- Required action -
Give an exact copy of every entry.

[Opening Records for this exercise section]

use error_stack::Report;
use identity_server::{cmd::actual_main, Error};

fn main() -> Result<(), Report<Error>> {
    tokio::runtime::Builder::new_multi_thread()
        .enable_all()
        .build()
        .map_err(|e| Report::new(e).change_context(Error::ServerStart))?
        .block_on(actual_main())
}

[Closing Records for this exercise section]

- Response to this exercise -
use error_stack::Report;
use identity_server::{cmd::actual_main, Error};

fn main() -> Result<(), Report<Error>> {
    tokio::runtime::Builder::new_multi_thread()
        .enable_all()
        .build()
        .map_err(|e| Report::new(e).change_context(Error::ServerStart))?
        .block_on(actual_main())
}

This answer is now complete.